Having recently hunkered down in Bangkok for the foreseeable future,1 in an apartment building with a closed gym,2 I wondered what kind of exercise routine I could establish.
Playing with my son in the courtyard a couple days in, I somehow got the idea of jogging a few laps around the makeshift track formed by the walking pathway – despite a heat index over 100 degrees F!
Having not run in months3, I took the opportunity to challenge myself to keep going. I forgot how running could create of flood of ideas and I suddenly thought:
“Why not try and run 100 laps!”
Using the lap function on my smart training watch, I started logging each lap as I turned the same corner over and over.
By the end of the episode I had logged 50 laps – just as I started to feel a bit dizzy and tingly from the extreme heat.
I wondered what the data would reveal about my running fitness given that I hadn’t run consistently in almost a year.
I was shocked to see that the data showed I was running a pace of about 11 minutes per mile, when I used to do similar runs (albeit in less extreme heat) comfortably between 7 and 8 minutes per mile (min/mi).
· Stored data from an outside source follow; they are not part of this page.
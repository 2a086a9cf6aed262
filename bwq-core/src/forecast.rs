use crate::error::{BwqError, Result};
use crate::metric::{FORECAST_COLUMN, TIMESTAMP_COLUMN};
use crate::reading::{finite, strip_bom};
use crate::timestamp::parse_timestamp;
use chrono::{NaiveDate, NaiveDateTime};
use csv::ReaderBuilder;
use serde::{Deserialize, Serialize};

/// A single predicted chlorophyll value at a future point in time.
#[derive(Debug, Clone, PartialEq, Serialize)]
pub struct ForecastPoint {
    pub timestamp: NaiveDateTime,
    pub date: NaiveDate,
    /// Predicted chlorophyll in µg/L; `None` rows are left out of every aggregate.
    pub forecast_chlorophyll: Option<f64>,
}

/// A (timestamp, value) pair with a value present. This is the series the
/// chart and the frame builder work on.
#[derive(Debug, Clone, Copy, PartialEq, Serialize)]
pub struct SeriesPoint {
    pub timestamp: NaiveDateTime,
    pub value: f64,
}

#[derive(Debug, Deserialize)]
struct RawForecastPoint {
    #[serde(rename = "Timestamp")]
    timestamp: String,
    #[serde(
        rename = "Forecast_Chlorophyll_Kalman",
        default,
        deserialize_with = "csv::invalid_option"
    )]
    forecast_chlorophyll: Option<f64>,
}

/// Parse the forecast dataset.
///
/// Returns `Ok(None)` when the forecast column is absent. Points are stably
/// sorted ascending by timestamp, so their position in the returned vector
/// is the reset positional index.
pub fn parse_forecast_csv(csv_data: &str) -> Result<Option<Vec<ForecastPoint>>> {
    let mut rdr = ReaderBuilder::new()
        .has_headers(true)
        .flexible(true)
        .trim(csv::Trim::Headers)
        .from_reader(strip_bom(csv_data).as_bytes());

    let headers = rdr.headers()?.clone();
    if !headers.iter().any(|h| h == FORECAST_COLUMN) {
        log::info!("[BWQ] loader: forecast column '{}' absent", FORECAST_COLUMN);
        return Ok(None);
    }
    if !headers.iter().any(|h| h == TIMESTAMP_COLUMN) {
        return Err(BwqError::MissingColumn(TIMESTAMP_COLUMN.to_string()));
    }

    let mut points = Vec::new();
    let mut skipped = 0u32;
    for result in rdr.deserialize::<RawForecastPoint>() {
        let raw = result?;
        match parse_timestamp(&raw.timestamp) {
            Some(timestamp) => points.push(ForecastPoint {
                timestamp,
                date: timestamp.date(),
                forecast_chlorophyll: finite(raw.forecast_chlorophyll),
            }),
            None => skipped += 1,
        }
    }
    points.sort_by_key(|p| p.timestamp);
    if skipped > 0 {
        log::warn!(
            "[BWQ] loader: skipped {} forecast rows with unparseable time",
            skipped
        );
    }
    log::info!("[BWQ] loader: Loaded {} forecast points", points.len());
    Ok(Some(points))
}

/// Resolve the forecast for a render pass: a missing source, a missing
/// column, or a malformed file all mean "no forecast available".
pub fn forecast_from_source(source: Option<&str>) -> Option<Vec<ForecastPoint>> {
    let csv_data = source?;
    match parse_forecast_csv(csv_data) {
        Ok(points) => points,
        Err(e) => {
            log::warn!("[BWQ] loader: forecast unavailable: {}", e);
            None
        }
    }
}

/// The valid (non-null) part of a forecast, in time order.
pub fn valid_series(points: &[ForecastPoint]) -> Vec<SeriesPoint> {
    points
        .iter()
        .filter_map(|p| {
            p.forecast_chlorophyll.map(|value| SeriesPoint {
                timestamp: p.timestamp,
                value,
            })
        })
        .collect()
}
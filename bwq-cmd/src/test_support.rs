//! Sample datasets on disk for command tests.

use crate::config::DashboardConfig;
use crate::session::Session;
use bwq_core::source::{DataPaths, Loader};
use tempfile::TempDir;

pub const HISTORY_CSV: &str = "\
Timestamp,Chlorophyll_Kalman,Temperature_Kalman,Dissolved Oxygen_Kalman,Turbidity_Kalman
2024-11-01 12:00:00,2.0,23.9,7.1,10.0
2024-11-02 08:00:00,3.5,24.0,7.0,10.5
2024-11-03 00:00:00,4.2,24.4,6.9,11.5
2024-11-03 06:00:00,6.8,24.8,6.6,12.0
2024-11-03 12:00:00,5.5,,6.4,
2024-11-03 18:00:00,,25.1,,
";

pub const FORECAST_CSV: &str = "\
Timestamp,Forecast_Chlorophyll_Kalman
2024-11-04 00:00:00,3.0
2024-11-04 06:00:00,9.0
2024-11-04 12:00:00,
2024-11-05 00:00:00,9.0
2024-11-05 06:00:00,5.0
2024-11-06 00:00:00,
";

fn session_in(dir: &TempDir) -> Session {
    let config = DashboardConfig::new(DataPaths::in_dir(dir.path()));
    Session::load(&mut Loader::new(config.paths)).unwrap()
}

/// Both files present. The directory must outlive the session's use.
pub fn sample_session() -> (TempDir, Session) {
    let dir = tempfile::tempdir().unwrap();
    let paths = DataPaths::in_dir(dir.path());
    std::fs::write(&paths.history, HISTORY_CSV).unwrap();
    std::fs::write(&paths.forecast, FORECAST_CSV).unwrap();
    let session = session_in(&dir);
    (dir, session)
}

/// Neither file present.
pub fn empty_session() -> (TempDir, Session) {
    let dir = tempfile::tempdir().unwrap();
    let session = session_in(&dir);
    (dir, session)
}
// ── 802.11v BSS Transition Management ──

use std::time::Duration;

use bandsteer_bsal::{BtmRequest, DisconnectType, NeighborReport, BTM_MAX_NEIGHBORS};
use tracing::{debug, warn};

use crate::model::{BtmConfig, Client, KickSource, KickType};
use crate::model::client::BtmRetryState;
use crate::sched::TimerKind;
use crate::telemetry::SteeringEvent;

use super::Ctx;

/// Assemble a request: the static candidate (if any) heads the list,
/// then the freshest measured neighbors up to the per-frame cap.
pub(crate) fn build_request(ctx: &Ctx<'_>, client: &Client, cfg: &BtmConfig) -> BtmRequest {
    let mut neighbors: Vec<NeighborReport> = Vec::new();
    if let Some(fixed) = cfg.static_neighbor {
        neighbors.push(fixed);
    }
    if cfg.params.inc_neighbors {
        let now = ctx.clock.now();
        for report in client.fresh_neighbors(now) {
            if neighbors.len() >= BTM_MAX_NEIGHBORS {
                break;
            }
            if neighbors.iter().any(|n| n.bssid == report.bssid) {
                continue;
            }
            neighbors.push(report);
        }
    }
    BtmRequest {
        params: cfg.params,
        neighbors,
    }
}

/// Send a BTM request for a kick trigger and arm the retry timer.
pub(crate) fn send(ctx: &mut Ctx<'_>, client: &mut Client, ifname: &str, source: KickSource) -> bool {
    let cfg = *client.policy.btm_for(source);
    let request = build_request(ctx, client, &cfg);
    match ctx.bsal.send_btm_request(ifname, client.mac, &request) {
        Ok(()) => {
            debug!(
                mac = %client.mac, ifname, source = %source,
                neighbors = request.neighbors.len(),
                "btm request sent"
            );
            client.btm_retry = Some(BtmRetryState {
                ifname: ifname.to_owned(),
                source,
                retries_left: cfg.params.max_retries,
            });
            client.timers.arm(
                ctx.sched,
                client.mac,
                TimerKind::BtmRetry,
                Duration::from_secs(u64::from(cfg.params.retry_interval_secs)),
            );
            true
        }
        Err(err) => {
            warn!(mac = %client.mac, ifname, %err, "btm request failed");
            false
        }
    }
}

/// Drop any in-flight request. Fired when the client disconnects,
/// accepts a transition, or moves back in range.
pub(crate) fn cancel(ctx: &mut Ctx<'_>, client: &mut Client) {
    if client.btm_retry.take().is_some() {
        client.timers.cancel(ctx.sched, TimerKind::BtmRetry);
    }
}

pub(crate) fn on_response(ctx: &mut Ctx<'_>, client: &mut Client, ifname: &str, status: u8) {
    ctx.sink
        .report(client.mac, ifname, SteeringEvent::BtmStatus { status });
    // Status 0 means the client accepted the transition.
    if status == 0 {
        cancel(ctx, client);
    }
}

/// Retry expiry: retransmit, or fall back to a hard kick for the
/// btm-then-frame kick types once retries run out.
pub(crate) fn on_retry_timer(ctx: &mut Ctx<'_>, client: &mut Client) {
    let Some(mut retry) = client.btm_retry.take() else {
        return;
    };
    if client.connected_ifname.as_deref() != Some(retry.ifname.as_str()) {
        return;
    }

    if retry.retries_left == 0 {
        let kick = *client.policy.kick_for(retry.source);
        let frame = match kick.kick_type {
            KickType::BtmDisassoc => Some(DisconnectType::Disassoc),
            KickType::BtmDeauth => Some(DisconnectType::Deauth),
            _ => None,
        };
        if let Some(frame) = frame {
            debug!(mac = %client.mac, "btm retries exhausted, forcing disconnect");
            if let Err(err) =
                ctx.bsal
                    .disconnect_client(&retry.ifname, client.mac, frame, kick.reason)
            {
                warn!(mac = %client.mac, %err, "fallback disconnect failed");
            }
        }
        return;
    }

    retry.retries_left -= 1;
    let cfg = *client.policy.btm_for(retry.source);
    let request = build_request(ctx, client, &cfg);
    if let Err(err) = ctx
        .bsal
        .send_btm_request(&retry.ifname, client.mac, &request)
    {
        warn!(mac = %client.mac, %err, "btm retransmission failed");
    }
    client.timers.arm(
        ctx.sched,
        client.mac,
        TimerKind::BtmRetry,
        Duration::from_secs(u64::from(cfg.params.retry_interval_secs)),
    );
    client.btm_retry = Some(retry);
}
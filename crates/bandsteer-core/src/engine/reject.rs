// ── Reject accounting ──
//
// A reject is one blocked probe or auth that counts toward the
// client's limit. Hitting the limit fails an active client-steering
// attempt, or starts pre-association backoff, or as a last resort
// disarms the high watermark outright.

use tracing::{debug, info};

use crate::model::{Client, ClientMode, CsPhase, CsState};
use crate::telemetry::SteeringEvent;

use super::{backoff, cs, Ctx};

pub(crate) fn on_reject(ctx: &mut Ctx<'_>, client: &mut Client, ifname: &str, snr: u8) {
    let now = ctx.clock.now();
    let (max_rejects, window_secs) = client.effective_reject_limit();

    // Stale window: restart the count.
    if client.num_rejects > 0 {
        if let Some(first) = client.times.reject_first {
            if (now - first).num_seconds() > i64::from(window_secs) {
                debug!(mac = %client.mac, "reject window elapsed, count reset");
                client.num_rejects = 0;
            }
        }
    }

    client.num_rejects += 1;
    client.num_rejects_copy += 1;
    client.times.reject_last = Some(now);
    if let Some(slot) = client.iface_mut(ifname) {
        slot.stats.rejects += 1;
    }
    debug!(
        mac = %client.mac, ifname, snr,
        count = client.num_rejects, max = max_rejects,
        "steering reject"
    );

    if client.num_rejects == 1 {
        client.times.reject_first = Some(now);
        if matches!(client.mode, ClientMode::ClientSteering(CsPhase::Steering)) {
            ctx.sink
                .report(client.mac, ifname, SteeringEvent::ClientSteeringAttempt);
        }
    }

    if max_rejects == 0 || client.num_rejects != max_rejects {
        return;
    }

    if let Some(slot) = client.iface_mut(ifname) {
        slot.stats.steering_fail_cnt += 1;
    }

    if client.is_client_steering() {
        info!(mac = %client.mac, "client steering failed, reject limit reached");
        client.num_rejects = 0;
        let scope = cs::scope_ifnames(client);
        cs::disable(ctx, client, CsState::Failed);
        for scoped in scope {
            ctx.sink
                .report(client.mac, &scoped, SteeringEvent::ClientSteeringFailed);
        }
    } else if client.policy.backoff_period_secs > 0 {
        backoff::enable(ctx, client);
    } else {
        // No backoff configured: give up on steering this client.
        info!(mac = %client.mac, "reject limit reached, steering disarmed");
        client.policy.hwm = 0;
        super::apply_logged(ctx, client);
    }
}
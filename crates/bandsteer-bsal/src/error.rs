// ── BSAL error types ──

use strum::Display;

/// Errors surfaced by a [`BsalAdapter`](crate::BsalAdapter)
/// implementation.
#[derive(Debug, thiserror::Error)]
pub enum BsalError {
    /// The driver does not implement this operation. Callers fall back
    /// to a software path where one exists (e.g. instant RSSI
    /// measurement falls back to the last polled SNR).
    #[error("operation not supported by driver: {0}")]
    Unsupported(&'static str),

    /// The named interface is not known to the driver.
    #[error("unknown interface '{0}'")]
    UnknownInterface(String),

    /// The driver accepted the call but reported a failure.
    #[error("driver error on '{ifname}': {detail}")]
    Driver { ifname: String, detail: String },
}

/// What went wrong while parsing a MAC address string.
#[derive(Debug, Clone, Copy, PartialEq, Eq, Display)]
pub enum MacParseErrorKind {
    #[strum(serialize = "expected 12 hex digits")]
    Length,
    #[strum(serialize = "invalid hex digit")]
    Digit,
}
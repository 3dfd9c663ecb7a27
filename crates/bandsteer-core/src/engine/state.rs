// ── Client state machine ──
//
// Disconnected / Connected / Steering / Backoff. Backoff is sticky:
// only a forced transition leaves it, everything else is dropped.

use std::time::Duration;

use tracing::{debug, info};

use crate::model::{Client, ClientState};
use crate::sched::TimerKind;
use crate::telemetry::SteeringEvent;

use super::{backoff, Ctx};

pub(crate) fn set(ctx: &mut Ctx<'_>, client: &mut Client, new: ClientState) {
    change(ctx, client, new, false);
}

pub(crate) fn change(ctx: &mut Ctx<'_>, client: &mut Client, new: ClientState, force: bool) {
    if !force && client.state == ClientState::Backoff {
        debug!(mac = %client.mac, requested = %new, "state change dropped during backoff");
        return;
    }
    if client.state == new {
        return;
    }

    info!(mac = %client.mac, from = %client.state, to = %new, "client state change");
    let was_steering = client.state == ClientState::Steering;
    client.state = new;
    client.times.last_state_change = Some(ctx.clock.now());

    match new {
        ClientState::Connected => {
            backoff::disable(ctx, client);
            client.is_active = true;
        }
        ClientState::Steering => {
            for ifname in disallowed_ifnames(client) {
                ctx.sink
                    .report(client.mac, &ifname, SteeringEvent::BandSteeringAttempt);
            }
            // Watchdog: a client that never lands anywhere is reset to
            // Disconnected so blocking does not wedge.
            client.timers.arm(
                ctx.sched,
                client.mac,
                TimerKind::State,
                Duration::from_secs(u64::from(ctx.config.stats_report_interval_secs)),
            );
        }
        ClientState::Disconnected | ClientState::Backoff => {
            client.is_active = false;
        }
    }

    if was_steering {
        client.timers.cancel(ctx.sched, TimerKind::State);
    }
}

/// Watchdog expiry for a client stuck mid-steering.
pub(crate) fn on_force_reset(ctx: &mut Ctx<'_>, client: &mut Client) {
    if client.state == ClientState::Steering {
        info!(mac = %client.mac, "steering never completed, resetting");
        change(ctx, client, ClientState::Disconnected, true);
    }
}

pub(crate) fn disallowed_ifnames(client: &Client) -> Vec<String> {
    client
        .ifaces
        .iter()
        .filter(|s| !s.bs_allowed)
        .map(|s| s.ifname.clone())
        .collect()
}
That just didn’t sound right to me so I took a look at the lap distance and noticed the very small number. Each lap was showing as about 0.06 mi. Well, it was a very small lap, so it was definitely plausible. But, based on my extensive running history, the pace that the data was showing just didn’t feel right so I decided to investigate further.
See the big red blob in the image above? That shows the inaccuracy of the GPS on my watch for this specific location (nearby a large building) and short distance.
Feeling a little defeated, I remembered that I had the Smart Tools distance tool on my phone, which allows convenient measurement of long distances from any height using simple trigonometry.4
First I measured the long side of the track with the app. Don’t mind my finger blocking the camera when I took the screen shot!

Long side of “track”.
Converting 171 feet to miles gives about 0.032 miles; with 2 sides this comes to about 0.064 miles.
And, then the short side.

Short side of “track”.
Converting 19 feet to miles gives about 0.004 miles; with 2 sides this comes to about 0.008 miles.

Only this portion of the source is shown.